> Your instructions
Would you write out the data below exactly, with every line intact?

◇ ◇ ◇

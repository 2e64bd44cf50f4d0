// Progress Controller - Maps creation phases onto the progress checklist
//
// This module contains the ProgressController which owns:
// - The display mode (modal/embedded)
// - The finished flag
// - The ProgressDisplay view model the host renders
//
// It handles:
// - Issuing the start command on first creation
// - Sweeping the checklist for each phase notification
// - Terminal success/failure handling
// - Snapshot persistence and restore

use crate::models::{
    ControllerSnapshot, CreationParams, DisplayMode, Panel, Phase, ProgressDisplay, StepTable,
};
use crate::services::SiteCreator;
use crate::ui::listener::CreationListener;
use std::sync::Arc;

/// Controller for the site creation progress screen
///
/// Each phase notification is authoritative: the checklist is recomputed from
/// the phase alone, so duplicate deliveries are harmless. Once `SUCCESS` or
/// `FAILURE` has been handled the controller is finished and ignores every
/// further notification.
///
/// All methods run on the consumer (UI) thread; no locking is involved.
///
/// # Example
/// ```ignore
/// let mut controller = ProgressController::start(&service, params);
/// controller.attach_listener(listener);
/// controller.on_phase_notification(Phase::NewSite);
/// ```
pub struct ProgressController {
    table: StepTable,
    display_mode: DisplayMode,
    finished: bool,
    display: ProgressDisplay,
    listener: Option<Arc<dyn CreationListener>>,
}

impl ProgressController {
    /// Create a controller for a fresh session and kick off the creation
    ///
    /// The parameters are handed to `creator` untouched. Never use this when a
    /// saved snapshot exists; use [`restore`](Self::restore) instead.
    pub fn start(creator: &dyn SiteCreator, params: CreationParams) -> Self {
        let controller = Self::with_state(ControllerSnapshot::default());

        tracing::info!("First appearance, starting site creation");
        creator.create_site(params);

        controller
    }

    /// Recreate a controller from persisted state without starting anything
    ///
    /// A finished snapshot immediately renders the completed checklist.
    pub fn restore(snapshot: ControllerSnapshot) -> Self {
        let mut controller = Self::with_state(snapshot);
        if controller.finished {
            controller.show_finished();
        }

        tracing::debug!("Restored controller: {:?}", snapshot);
        controller
    }

    fn with_state(snapshot: ControllerSnapshot) -> Self {
        let table = StepTable::new();
        let display = ProgressDisplay::new(&table, snapshot.display_mode);
        Self {
            table,
            display_mode: snapshot.display_mode,
            finished: snapshot.finished,
            display,
            listener: None,
        }
    }

    /// State to persist across teardown
    pub fn persist(&self) -> ControllerSnapshot {
        ControllerSnapshot {
            display_mode: self.display_mode,
            finished: self.finished,
        }
    }

    /// Handle a phase notification from the bus
    ///
    /// # Returns
    /// `false` if the notification was ignored because the controller had finished
    pub fn on_phase_notification(&mut self, phase: Phase) -> bool {
        if self.finished {
            tracing::debug!("Ignoring {}: creation already finished", phase);
            return false;
        }

        tracing::info!("Received state: {}", phase);

        match phase {
            Phase::Failure => {
                self.finished = true;
                self.set_display_mode(DisplayMode::Embedded);
                self.display.panel = Panel::Error;
            }
            _ => {
                self.display.panel = Panel::Progress;
                self.display.steps = self.table.sweep(self.table.frontier(phase));

                if phase == Phase::Success {
                    self.finished = true;
                    self.notify_success();
                }
            }
        }

        true
    }

    /// Render the fully completed checklist for an already finished session
    pub fn show_finished(&mut self) {
        self.display.steps = self.table.sweep(self.table.all_reached());
    }

    pub fn set_display_mode(&mut self, mode: DisplayMode) {
        self.display_mode = mode;
        self.display.home_button_visible = mode.shows_navigation();
    }

    pub fn attach_listener(&mut self, listener: Arc<dyn CreationListener>) {
        self.listener = Some(listener);
    }

    pub fn detach_listener(&mut self) {
        self.listener = None;
    }

    pub fn has_listener(&self) -> bool {
        self.listener.is_some()
    }

    /// Forward a help request to the host
    pub fn on_help(&self) {
        match &self.listener {
            Some(listener) => listener.help_requested(),
            None => tracing::debug!("Help requested with no listener attached"),
        }
    }

    fn notify_success(&self) {
        match &self.listener {
            Some(listener) => listener.creation_success(),
            None => tracing::warn!("Site created but no listener is attached"),
        }
    }

    pub fn is_finished(&self) -> bool {
        self.finished
    }

    pub fn display_mode(&self) -> DisplayMode {
        self.display_mode
    }

    pub fn display(&self) -> &ProgressDisplay {
        &self.display
    }

    pub fn table(&self) -> &StepTable {
        &self.table
    }
}
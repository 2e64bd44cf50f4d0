//! Data models for Sitecraft.
//!
//! - [`Phase`]: milestones reported by the background creation operation
//! - [`Step`] and [`StepTable`]: the checklist and the phase -> reached-step lookup
//! - [`ProgressDisplay`]: the view model the host renders
//! - [`ControllerSnapshot`]: the state persisted across teardown and recreation
//! - [`AppConfig`]: application settings loaded by [`ConfigManager`](crate::config::ConfigManager)
//!
//! Phase and step definitions are process-wide constants. Snapshots and
//! configuration derive `Serialize`/`Deserialize` for YAML persistence.

pub mod config;
pub mod phase;
pub mod progress;

pub use config::{AppConfig, BusSettings, DemoSettings, LoggingSettings};
pub use phase::{Phase, STEP_COUNT, Step, StepTable};
pub use progress::{ControllerSnapshot, CreationParams, DisplayMode, Panel, ProgressDisplay};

◇ ◇ ◇

> Answer box
repository 2e64bd44cf50f4d0
// Progress Controller - Maps creation phases onto the progress checklist
//
// This module contains the ProgressController which owns:
// - The display mode (modal/embedded)
// - The finished flag
// - The ProgressDisplay view model the host renders
//
// It handles:
// - Issuing the start command on first creation
// - Sweeping the checklist for each phase notification
// - Terminal success/failure handling
// - Snapshot persistence and restore

use crate::models::{
    ControllerSnapshot, CreationParams, DisplayMode, Panel, Phase, ProgressDisplay, StepTable,
};
use crate::services::SiteCreator;
use crate::ui::listener::CreationListener;
use std::sync::Arc;

/// Controller for the site creation progress screen
///
/// Each phase notification is authoritative: the checklist is recomputed from
/// the phase alone, so duplicate deliveries are harmless. Once `SUCCESS` or
/// `FAILURE` has been handled the controller is finished and ignores every
/// further notification.
///
/// All methods run on the consumer (UI) thread; no locking is involved.
///
/// # Example
/// ```ignore
/// let mut controller = ProgressController::start(&service, params);
/// controller.attach_listener(listener);
/// controller.on_phase_notification(Phase::NewSite);
/// ```
pub struct ProgressController {
    table: StepTable,
    display_mode: DisplayMode,
    finished: bool,
    display: ProgressDisplay,
    listener: Option<Arc<dyn CreationListener>>,
}

impl ProgressController {
    /// Create a controller for a fresh session and kick off the creation
    ///
    /// The parameters are handed to `creator` untouched. Never use this when a
    /// saved snapshot exists; use [`restore`](Self::restore) instead.
    pub fn start(creator: &dyn SiteCreator, params: CreationParams) -> Self {
        let controller = Self::with_state(ControllerSnapshot::default());

        tracing::info!("First appearance, starting site creation");
        creator.create_site(params);

        controller
    }

    /// Recreate a controller from persisted state without starting anything
    ///
    /// A finished snapshot immediately renders the completed checklist.
    pub fn restore(snapshot: ControllerSnapshot) -> Self {
        let mut controller = Self::with_state(snapshot);
        if controller.finished {
            controller.show_finished();
        }

        tracing::debug!("Restored controller: {:?}", snapshot);
        controller
    }

    fn with_state(snapshot: ControllerSnapshot) -> Self {
        let table = StepTable::new();
        let display = ProgressDisplay::new(&table, snapshot.display_mode);
        Self {
            table,
            display_mode: snapshot.display_mode,
            finished: snapshot.finished,
            display,
            listener: None,
        }
    }

    /// State to persist across teardown
    pub fn persist(&self) -> ControllerSnapshot {
        ControllerSnapshot {
            display_mode: self.display_mode,
            finished: self.finished,
        }
    }

    /// Handle a phase notification from the bus
    ///
    /// # Returns
    /// `false` if the notification was ignored because the controller had finished
    pub fn on_phase_notification(&mut self, phase: Phase) -> bool {
        if self.finished {
            tracing::debug!("Ignoring {}: creation already finished", phase);
            return false;
        }

        tracing::info!("Received state: {}", phase);

        match phase {
            Phase::Failure => {
                self.finished = true;
                self.set_display_mode(DisplayMode::Embedded);
                self.display.panel = Panel::Error;
            }
            _ => {
                self.display.panel = Panel::Progress;
                self.display.steps = self.table.sweep(self.table.frontier(phase));

                if phase == Phase::Success {
                    self.finished = true;
                    self.notify_success();
                }
            }
        }

        true
    }

    /// Render the fully completed checklist for an already finished session
    pub fn show_finished(&mut self) {
        self.display.steps = self.table.sweep(self.table.all_reached());
    }

    pub fn set_display_mode(&mut self, mode: DisplayMode) {
        self.display_mode = mode;
        self.display.home_button_visible = mode.shows_navigation();
    }

    pub fn attach_listener(&mut self, listener: Arc<dyn CreationListener>) {
        self.listener = Some(listener);
    }

    pub fn detach_listener(&mut self) {
        self.listener = None;
    }

    pub fn has_listener(&self) -> bool {
        self.listener.is_some()
    }

    /// Forward a help request to the host
    pub fn on_help(&self) {
        match &self.listener {
            Some(listener) => listener.help_requested(),
            None => tracing::debug!("Help requested with no listener attached"),
        }
    }

    fn notify_success(&self) {
        match &self.listener {
            Some(listener) => listener.creation_success(),
            None => tracing::warn!("Site created but no listener is attached"),
        }
    }

    pub fn is_finished(&self) -> bool {
        self.finished
    }

    pub fn display_mode(&self) -> DisplayMode {
        self.display_mode
    }

    pub fn display(&self) -> &ProgressDisplay {
        &self.display
    }

    pub fn table(&self) -> &StepTable {
        &self.table
    }
}
repository 2e64bd44cf50f4d0
//! Data models for Sitecraft.
//!
//! - [`Phase`]: milestones reported by the background creation operation
//! - [`Step`] and [`StepTable`]: the checklist and the phase -> reached-step lookup
//! - [`ProgressDisplay`]: the view model the host renders
//! - [`ControllerSnapshot`]: the state persisted across teardown and recreation
//! - [`AppConfig`]: application settings loaded by [`ConfigManager`](crate::config::ConfigManager)
//!
//! Phase and step definitions are process-wide constants. Snapshots and
//! configuration derive `Serialize`/`Deserialize` for YAML persistence.

pub mod config;
pub mod phase;
pub mod progress;

pub use config::{AppConfig, BusSettings, DemoSettings, LoggingSettings};
pub use phase::{Phase, STEP_COUNT, Step, StepTable};
pub use progress::{ControllerSnapshot, CreationParams, DisplayMode, Panel, ProgressDisplay};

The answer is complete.